MixRx: Predicting Drug Combination Interactions with LLMs
Risha Surana, Cameron Saidock, Hugo Chacon
TL;DR
The paper investigates whether large language models can predict multi-drug interaction classes (Additive, Synergistic, Antagonistic) from patient drug histories in emergency medicine, extending prior CancerGPT work beyond oncology. It evaluates GPT-2 and Mistral-7B-Instruct-v0.2 (including fine-tuned variants) on three datasets (SynergxDB, its messy variant, and NIH encounters) using a ground-truth pipeline and a prompt-based framework that encodes pairwise synergy scores.

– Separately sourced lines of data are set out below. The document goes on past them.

//! Test utilities for Relaymux
//!
//! Runs the relay and agents on loopback and provides small TCP services
//! for them to reach.

#![allow(dead_code)]

use quinn::{ConnectionError, RecvStream, SendStream};
use relaymux::agent::register;
use relaymux::config::{ClientAgentConfig, RelayConfig, ServerAgentConfig, TransportConfig};
use relaymux::protocol::Registration;
use relaymux::relay::{Relay, RelayState};
use relaymux::session::EndpointPeer;
use relaymux::transport::{AddrMaybeCached, Dialer};
use relaymux::{ClientAgent, ServerAgent};
use std::net::SocketAddr;
use std::sync::Arc;
use std::time::Duration;
use tokio::io::{AsyncReadExt, AsyncWriteExt};
use tokio::net::TcpListener;
use tokio::sync::{broadcast, mpsc};

/// How long a test waits for something to happen
pub const WAIT: Duration = Duration::from_secs(10);

/// A relay running in the background
pub struct TestRelay {
    pub addr: SocketAddr,
    pub state: Arc<RelayState>,
    pub shutdown_tx: broadcast::Sender<bool>,
}

impl TestRelay {
    /// Relay address as agents expect it
    pub fn addr_string(&self) -> String {
        self.addr.to_string()
    }
}

/// Relay settings for tests: loopback, ephemeral port
pub fn relay_config() -> RelayConfig {
    RelayConfig {
        listen_addr: "127.0.0.1:0".to_string(),
        ..RelayConfig::default()
    }
}

/// Start a relay with `config`
pub async fn start_relay(config: RelayConfig) -> TestRelay {
    let relay = Relay::bind(config, &TransportConfig::default())
        .await
        .unwrap();
    let addr = relay.local_addr().unwrap();
    let state = relay.state();

    let (shutdown_tx, shutdown_rx) = broadcast::channel(1);
    tokio::spawn(relay.run(shutdown_rx));

    TestRelay {
        addr,
        state,
        shutdown_tx,
    }
}

/// Start an endpoint server agent registering as `device_id`
pub fn start_server_agent(relay: &TestRelay, device_id: &str) -> broadcast::Sender<bool> {
    let config = ServerAgentConfig::new(relay.addr_string(), device_id);
    let agent = ServerAgent::new(config, &TransportConfig::default()).unwrap();

    let (shutdown_tx, shutdown_rx) = broadcast::channel(1);
    tokio::spawn(async move { agent.run(shutdown_rx).await });
    shutdown_tx
}

/// Bind and start an endpoint client agent
pub async fn start_client_agent(
    config: ClientAgentConfig,
) -> (SocketAddr, Option<SocketAddr>, broadcast::Sender<bool>) {
    let agent = ClientAgent::bind(config, &TransportConfig::default())
        .await
        .unwrap();
    let local = agent.local_addr().unwrap();
    let socks = agent.socks_addr();

    let (shutdown_tx, shutdown_rx) = broadcast::channel(1);
    tokio::spawn(agent.run(shutdown_rx));
    (local, socks, shutdown_tx)
}

/// Client agent settings on an ephemeral local port
pub fn client_config(relay: &TestRelay, device_id: &str, target_port: u16) -> ClientAgentConfig {
    ClientAgentConfig {
        local_port: 0,
        target_port,
        ..ClientAgentConfig::new(relay.addr_string(), device_id)
    }
}

/// Register directly with the relay, bypassing the agents
pub async fn register_raw(
    relay: &TestRelay,
    registration: &Registration,
) -> (Arc<EndpointPeer>, RecvStream) {
    let dialer = Dialer::new(&TransportConfig::default());
    register(&dialer, &AddrMaybeCached::from(relay.addr), registration)
        .await
        .unwrap()
}

/// TCP echo server on loopback
pub async fn start_echo_server() -> SocketAddr {
    let listener = TcpListener::bind("127.0.0.1:0").await.unwrap();
    let addr = listener.local_addr().unwrap();

    tokio::spawn(async move {
        while let Ok((mut stream, _)) = listener.accept().await {
            tokio::spawn(async move {
                let (mut reader, mut writer) = stream.split();
                let _ = tokio::io::copy(&mut reader, &mut writer).await;
            });
        }
    });
    addr
}

/// TCP server that reads `expect` bytes per connection, reports them and
/// answers with `response` before closing
pub async fn start_capture_server(
    expect: usize,
    response: &'static [u8],
) -> (SocketAddr, mpsc::UnboundedReceiver<Vec<u8>>) {
    let listener = TcpListener::bind("127.0.0.1:0").await.unwrap();
    let addr = listener.local_addr().unwrap();
    let (tx, rx) = mpsc::unbounded_channel();

    tokio::spawn(async move {
        while let Ok((mut stream, _)) = listener.accept().await {
            let tx = tx.clone();
            tokio::spawn(async move {
                let mut buf = vec![0u8; expect];
                if stream.read_exact(&mut buf).await.is_ok() {
                    let _ = tx.send(buf);
                    let _ = stream.write_all(response).await;
                    let _ = stream.shutdown().await;
                }
            });
        }
    });
    (addr, rx)
}

/// Poll `condition` until it holds or [`WAIT`] passes
pub async fn wait_until<F: FnMut() -> bool>(mut condition: F) -> bool {
    let deadline = tokio::time::Instant::now() + WAIT;
    while tokio::time::Instant::now() < deadline {
        if condition() {
            return true;
        }
        tokio::time::sleep(Duration::from_millis(20)).await;
    }
    condition()
}

/// Wait for `peer`'s session to close and return the application close reason
pub async fn close_reason(peer: &EndpointPeer) -> Option<String> {
    let err = tokio::time::timeout(WAIT, peer.session().closed())
        .await
        .ok()?;
    match err {
        ConnectionError::ApplicationClosed(close) => {
            Some(String::from_utf8_lossy(&close.reason).into_owned())
        }
        _ => None,
    }
}

/// Wait until the relay has given up on a stream from either direction
pub async fn stream_ended(send: &mut SendStream, recv: &mut RecvStream) -> bool {
    let ended = async {
        tokio::select! {
            _ = recv.read_to_end(1024) => {}
            _ = send.stopped() => {}
        }
    };
    tokio::time::timeout(WAIT, ended).await.is_ok()
}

The results show that the Mistral fine-tuned model delivers strong performance (average accuracy ≈ 0.815 with high precision, and 0.82 on standard tests), and maintains robustness to input noise via the Messy dataset, highlighting the potential of LLM-assisted decision support in emergency medicine. The study identifies limitations such as class imbalance and the need for broader validation, and outlines future work including dataset balancing and deeper analysis of model reasoning in real-world settings.
Abstract
MixRx uses Large Language Models (LLMs) to classify drug combination interactions as Additive, Synergistic, or Antagonistic, given a multi-drug patient history. We evaluate the performance of 4 models, GPT-2, Mistral Instruct 2.0, and the fine-tuned counterparts. Our results showed a potential for such an application, with the Mistral Instruct 2.0 Fine-Tuned model providing an average accuracy score on standard and perturbed datasets of 81.5%. This paper aims to further develop an upcoming area of research that evaluates if LLMs can be used for biological prediction tasks.